Counting only lines that contain the string "parentopoid", how many are there in the data? Say the number alone.

────────

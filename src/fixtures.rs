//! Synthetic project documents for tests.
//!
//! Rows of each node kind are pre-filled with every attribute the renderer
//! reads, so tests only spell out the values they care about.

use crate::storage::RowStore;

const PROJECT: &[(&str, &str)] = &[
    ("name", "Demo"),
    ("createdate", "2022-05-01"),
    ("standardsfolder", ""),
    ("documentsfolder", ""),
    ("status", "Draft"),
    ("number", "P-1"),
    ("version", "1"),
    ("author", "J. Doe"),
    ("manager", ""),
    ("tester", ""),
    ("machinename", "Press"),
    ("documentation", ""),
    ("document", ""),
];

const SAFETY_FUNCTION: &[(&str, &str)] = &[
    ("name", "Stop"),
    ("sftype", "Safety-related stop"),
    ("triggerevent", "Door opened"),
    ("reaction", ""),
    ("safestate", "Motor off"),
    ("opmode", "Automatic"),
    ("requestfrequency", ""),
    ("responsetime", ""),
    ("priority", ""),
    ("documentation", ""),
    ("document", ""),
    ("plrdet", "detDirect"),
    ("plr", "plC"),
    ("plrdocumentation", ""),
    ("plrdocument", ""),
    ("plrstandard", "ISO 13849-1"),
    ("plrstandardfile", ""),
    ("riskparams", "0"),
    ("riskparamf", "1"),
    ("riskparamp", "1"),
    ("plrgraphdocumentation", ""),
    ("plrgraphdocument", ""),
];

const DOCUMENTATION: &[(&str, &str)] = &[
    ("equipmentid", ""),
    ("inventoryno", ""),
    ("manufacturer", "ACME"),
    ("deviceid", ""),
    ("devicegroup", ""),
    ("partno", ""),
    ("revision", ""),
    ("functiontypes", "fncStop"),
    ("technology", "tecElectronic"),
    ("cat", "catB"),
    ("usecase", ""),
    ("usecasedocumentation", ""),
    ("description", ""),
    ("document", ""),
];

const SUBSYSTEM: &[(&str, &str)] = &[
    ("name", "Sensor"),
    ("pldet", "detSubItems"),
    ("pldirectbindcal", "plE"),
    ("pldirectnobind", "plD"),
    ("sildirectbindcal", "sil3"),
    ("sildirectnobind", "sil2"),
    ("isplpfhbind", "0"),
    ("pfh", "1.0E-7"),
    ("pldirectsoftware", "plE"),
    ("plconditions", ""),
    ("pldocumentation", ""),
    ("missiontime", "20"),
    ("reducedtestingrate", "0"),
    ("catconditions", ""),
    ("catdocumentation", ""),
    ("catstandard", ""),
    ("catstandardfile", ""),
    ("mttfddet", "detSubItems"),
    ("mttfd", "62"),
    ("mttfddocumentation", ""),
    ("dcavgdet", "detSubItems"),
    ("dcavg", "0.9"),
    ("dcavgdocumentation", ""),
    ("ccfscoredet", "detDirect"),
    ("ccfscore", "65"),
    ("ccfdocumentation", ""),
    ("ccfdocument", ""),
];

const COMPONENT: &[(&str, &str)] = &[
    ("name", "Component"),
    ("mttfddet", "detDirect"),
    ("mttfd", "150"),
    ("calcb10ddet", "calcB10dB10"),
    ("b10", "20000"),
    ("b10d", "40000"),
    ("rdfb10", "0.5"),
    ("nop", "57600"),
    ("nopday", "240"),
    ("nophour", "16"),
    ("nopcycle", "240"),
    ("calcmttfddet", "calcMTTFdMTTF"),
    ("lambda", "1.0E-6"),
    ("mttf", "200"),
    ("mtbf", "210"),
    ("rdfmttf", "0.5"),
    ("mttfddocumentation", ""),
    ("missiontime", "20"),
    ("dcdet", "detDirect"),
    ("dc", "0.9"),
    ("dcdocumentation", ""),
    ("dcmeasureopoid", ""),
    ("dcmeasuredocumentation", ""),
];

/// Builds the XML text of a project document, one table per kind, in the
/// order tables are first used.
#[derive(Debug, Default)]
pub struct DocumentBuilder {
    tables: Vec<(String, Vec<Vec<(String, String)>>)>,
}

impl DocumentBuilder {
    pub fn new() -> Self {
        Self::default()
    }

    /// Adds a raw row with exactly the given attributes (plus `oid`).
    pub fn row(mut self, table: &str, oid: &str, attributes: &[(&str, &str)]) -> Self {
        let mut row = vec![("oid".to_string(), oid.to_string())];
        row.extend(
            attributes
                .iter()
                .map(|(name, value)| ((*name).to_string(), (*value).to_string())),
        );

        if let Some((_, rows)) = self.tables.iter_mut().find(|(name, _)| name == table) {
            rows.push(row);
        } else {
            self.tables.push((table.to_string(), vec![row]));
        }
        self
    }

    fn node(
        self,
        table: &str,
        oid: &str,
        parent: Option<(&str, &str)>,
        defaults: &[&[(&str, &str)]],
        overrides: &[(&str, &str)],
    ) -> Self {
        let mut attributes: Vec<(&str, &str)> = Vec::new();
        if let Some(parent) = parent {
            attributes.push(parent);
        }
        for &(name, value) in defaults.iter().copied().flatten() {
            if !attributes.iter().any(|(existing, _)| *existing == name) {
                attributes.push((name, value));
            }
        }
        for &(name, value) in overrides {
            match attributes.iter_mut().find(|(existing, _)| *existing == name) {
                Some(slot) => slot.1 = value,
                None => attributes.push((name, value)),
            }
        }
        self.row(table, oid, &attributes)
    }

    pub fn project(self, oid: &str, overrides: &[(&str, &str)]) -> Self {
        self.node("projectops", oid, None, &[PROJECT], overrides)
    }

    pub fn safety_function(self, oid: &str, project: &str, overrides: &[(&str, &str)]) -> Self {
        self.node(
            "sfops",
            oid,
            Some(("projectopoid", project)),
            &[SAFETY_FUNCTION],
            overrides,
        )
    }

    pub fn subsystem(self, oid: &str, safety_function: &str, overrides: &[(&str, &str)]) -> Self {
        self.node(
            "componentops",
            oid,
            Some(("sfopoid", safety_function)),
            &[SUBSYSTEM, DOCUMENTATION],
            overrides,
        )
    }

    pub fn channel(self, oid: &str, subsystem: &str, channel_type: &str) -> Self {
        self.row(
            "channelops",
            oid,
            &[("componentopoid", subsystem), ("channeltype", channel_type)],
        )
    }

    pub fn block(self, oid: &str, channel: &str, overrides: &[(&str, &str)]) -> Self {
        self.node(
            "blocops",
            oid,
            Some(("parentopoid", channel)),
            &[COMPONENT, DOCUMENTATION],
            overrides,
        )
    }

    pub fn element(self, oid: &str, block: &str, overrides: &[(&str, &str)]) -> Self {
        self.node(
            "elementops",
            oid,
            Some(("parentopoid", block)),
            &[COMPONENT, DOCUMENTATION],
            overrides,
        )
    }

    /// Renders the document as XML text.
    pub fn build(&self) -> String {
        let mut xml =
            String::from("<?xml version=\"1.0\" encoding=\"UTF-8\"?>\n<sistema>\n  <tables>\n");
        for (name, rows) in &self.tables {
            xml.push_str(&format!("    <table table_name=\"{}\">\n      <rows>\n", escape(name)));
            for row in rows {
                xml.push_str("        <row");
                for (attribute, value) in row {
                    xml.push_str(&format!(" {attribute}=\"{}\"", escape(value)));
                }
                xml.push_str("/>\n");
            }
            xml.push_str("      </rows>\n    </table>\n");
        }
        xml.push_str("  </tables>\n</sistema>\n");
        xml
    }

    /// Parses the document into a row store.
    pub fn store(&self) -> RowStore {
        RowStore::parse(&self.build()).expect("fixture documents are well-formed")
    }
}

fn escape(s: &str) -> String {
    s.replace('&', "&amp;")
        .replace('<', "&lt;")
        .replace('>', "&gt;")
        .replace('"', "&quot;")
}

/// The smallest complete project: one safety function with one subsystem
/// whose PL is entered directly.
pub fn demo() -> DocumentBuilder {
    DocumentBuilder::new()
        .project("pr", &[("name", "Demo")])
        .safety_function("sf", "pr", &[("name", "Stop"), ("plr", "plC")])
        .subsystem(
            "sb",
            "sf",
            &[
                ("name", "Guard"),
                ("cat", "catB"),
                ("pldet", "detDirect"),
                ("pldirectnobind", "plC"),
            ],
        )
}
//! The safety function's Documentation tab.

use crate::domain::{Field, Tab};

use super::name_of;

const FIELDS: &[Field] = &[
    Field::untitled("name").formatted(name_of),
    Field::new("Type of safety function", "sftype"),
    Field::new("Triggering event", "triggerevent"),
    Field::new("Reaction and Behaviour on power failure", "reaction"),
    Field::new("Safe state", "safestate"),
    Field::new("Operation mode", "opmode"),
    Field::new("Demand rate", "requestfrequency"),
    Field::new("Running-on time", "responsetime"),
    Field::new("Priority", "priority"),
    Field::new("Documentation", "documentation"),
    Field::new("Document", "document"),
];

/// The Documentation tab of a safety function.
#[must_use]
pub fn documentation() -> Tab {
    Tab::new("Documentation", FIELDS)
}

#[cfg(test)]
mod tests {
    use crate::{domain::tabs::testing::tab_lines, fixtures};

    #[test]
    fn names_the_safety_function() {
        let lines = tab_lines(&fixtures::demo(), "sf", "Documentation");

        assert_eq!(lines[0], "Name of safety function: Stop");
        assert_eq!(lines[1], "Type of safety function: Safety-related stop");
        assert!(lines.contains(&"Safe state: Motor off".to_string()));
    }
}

────────

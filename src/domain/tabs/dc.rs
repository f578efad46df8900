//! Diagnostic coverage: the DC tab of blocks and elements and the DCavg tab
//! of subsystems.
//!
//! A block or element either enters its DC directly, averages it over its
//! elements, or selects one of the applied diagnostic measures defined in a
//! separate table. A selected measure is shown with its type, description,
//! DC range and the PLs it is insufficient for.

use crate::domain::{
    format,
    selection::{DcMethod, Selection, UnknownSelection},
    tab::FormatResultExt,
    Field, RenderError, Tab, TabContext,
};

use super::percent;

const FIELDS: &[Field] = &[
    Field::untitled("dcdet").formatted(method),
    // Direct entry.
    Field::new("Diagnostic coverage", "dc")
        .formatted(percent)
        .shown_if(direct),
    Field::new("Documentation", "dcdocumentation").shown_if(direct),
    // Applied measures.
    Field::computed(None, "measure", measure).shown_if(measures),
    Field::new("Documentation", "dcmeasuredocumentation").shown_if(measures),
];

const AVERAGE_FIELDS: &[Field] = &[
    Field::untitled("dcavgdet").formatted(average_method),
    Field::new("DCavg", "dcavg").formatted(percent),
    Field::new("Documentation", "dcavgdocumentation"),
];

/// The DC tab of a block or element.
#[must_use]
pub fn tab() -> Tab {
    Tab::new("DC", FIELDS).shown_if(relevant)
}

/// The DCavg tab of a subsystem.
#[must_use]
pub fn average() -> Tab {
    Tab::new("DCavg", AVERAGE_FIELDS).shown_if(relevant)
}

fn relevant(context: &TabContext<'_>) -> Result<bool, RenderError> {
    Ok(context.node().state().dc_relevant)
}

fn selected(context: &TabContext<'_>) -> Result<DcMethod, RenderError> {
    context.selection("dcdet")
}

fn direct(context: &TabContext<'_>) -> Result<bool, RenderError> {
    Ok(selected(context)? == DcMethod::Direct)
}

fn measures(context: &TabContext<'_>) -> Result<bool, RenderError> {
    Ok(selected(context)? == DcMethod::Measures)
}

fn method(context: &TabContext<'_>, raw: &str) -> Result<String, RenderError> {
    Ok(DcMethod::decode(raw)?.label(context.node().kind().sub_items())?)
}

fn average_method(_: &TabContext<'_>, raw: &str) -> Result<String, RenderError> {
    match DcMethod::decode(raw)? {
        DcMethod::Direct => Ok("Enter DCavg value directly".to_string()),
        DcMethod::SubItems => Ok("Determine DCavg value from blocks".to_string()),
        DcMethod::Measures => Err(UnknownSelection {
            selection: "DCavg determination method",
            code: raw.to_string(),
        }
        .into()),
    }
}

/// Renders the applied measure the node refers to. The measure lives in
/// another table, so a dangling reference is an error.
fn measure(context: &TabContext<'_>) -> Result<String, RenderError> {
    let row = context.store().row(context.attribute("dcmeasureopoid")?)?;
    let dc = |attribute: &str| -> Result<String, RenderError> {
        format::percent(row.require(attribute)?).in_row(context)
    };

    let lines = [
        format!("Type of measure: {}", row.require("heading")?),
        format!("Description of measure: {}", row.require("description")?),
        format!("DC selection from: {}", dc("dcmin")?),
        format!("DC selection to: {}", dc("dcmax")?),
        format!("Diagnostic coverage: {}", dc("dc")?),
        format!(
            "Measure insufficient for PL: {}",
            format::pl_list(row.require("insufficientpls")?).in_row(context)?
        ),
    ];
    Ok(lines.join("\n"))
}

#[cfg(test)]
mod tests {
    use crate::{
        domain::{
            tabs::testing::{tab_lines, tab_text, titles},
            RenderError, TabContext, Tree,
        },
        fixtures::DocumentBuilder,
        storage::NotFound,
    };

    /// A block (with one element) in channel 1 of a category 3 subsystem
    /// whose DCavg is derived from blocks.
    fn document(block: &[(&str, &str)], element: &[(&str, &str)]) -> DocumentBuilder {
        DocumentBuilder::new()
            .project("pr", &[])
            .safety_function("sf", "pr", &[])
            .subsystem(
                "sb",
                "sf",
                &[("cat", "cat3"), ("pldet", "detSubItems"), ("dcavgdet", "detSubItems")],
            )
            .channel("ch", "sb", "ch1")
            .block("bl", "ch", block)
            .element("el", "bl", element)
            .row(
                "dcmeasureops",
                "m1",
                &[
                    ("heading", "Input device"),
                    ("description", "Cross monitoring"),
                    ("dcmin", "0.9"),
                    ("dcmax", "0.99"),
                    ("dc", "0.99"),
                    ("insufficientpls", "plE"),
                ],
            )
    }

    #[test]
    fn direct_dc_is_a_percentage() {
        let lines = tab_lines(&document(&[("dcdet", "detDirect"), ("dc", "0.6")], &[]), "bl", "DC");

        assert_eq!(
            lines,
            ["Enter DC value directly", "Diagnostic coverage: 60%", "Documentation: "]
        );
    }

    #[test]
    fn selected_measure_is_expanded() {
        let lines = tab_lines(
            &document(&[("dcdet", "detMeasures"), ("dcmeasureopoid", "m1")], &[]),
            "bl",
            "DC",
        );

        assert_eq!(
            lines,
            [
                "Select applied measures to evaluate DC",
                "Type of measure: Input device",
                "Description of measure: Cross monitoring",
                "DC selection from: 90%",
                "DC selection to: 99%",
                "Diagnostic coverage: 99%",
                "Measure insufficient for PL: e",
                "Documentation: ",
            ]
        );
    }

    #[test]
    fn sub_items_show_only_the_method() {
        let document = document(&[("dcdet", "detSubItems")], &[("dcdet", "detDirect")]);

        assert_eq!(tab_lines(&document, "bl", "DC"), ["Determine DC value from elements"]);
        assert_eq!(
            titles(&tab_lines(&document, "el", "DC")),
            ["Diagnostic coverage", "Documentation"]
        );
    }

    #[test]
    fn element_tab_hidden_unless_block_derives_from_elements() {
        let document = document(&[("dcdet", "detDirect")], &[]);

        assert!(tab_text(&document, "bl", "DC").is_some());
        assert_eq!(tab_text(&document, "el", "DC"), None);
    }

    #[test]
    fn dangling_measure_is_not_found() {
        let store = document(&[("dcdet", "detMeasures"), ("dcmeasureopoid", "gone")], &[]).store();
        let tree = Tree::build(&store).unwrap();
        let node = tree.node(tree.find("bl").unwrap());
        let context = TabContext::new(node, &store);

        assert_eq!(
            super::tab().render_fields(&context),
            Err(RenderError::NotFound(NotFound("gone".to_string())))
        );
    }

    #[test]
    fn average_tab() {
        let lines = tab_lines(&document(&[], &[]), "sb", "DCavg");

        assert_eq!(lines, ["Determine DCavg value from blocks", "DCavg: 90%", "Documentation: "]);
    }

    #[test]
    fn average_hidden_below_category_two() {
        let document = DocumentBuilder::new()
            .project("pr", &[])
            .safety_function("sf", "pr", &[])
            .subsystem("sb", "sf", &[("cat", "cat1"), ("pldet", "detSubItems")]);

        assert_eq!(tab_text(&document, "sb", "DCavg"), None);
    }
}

────────

Problem solution →
2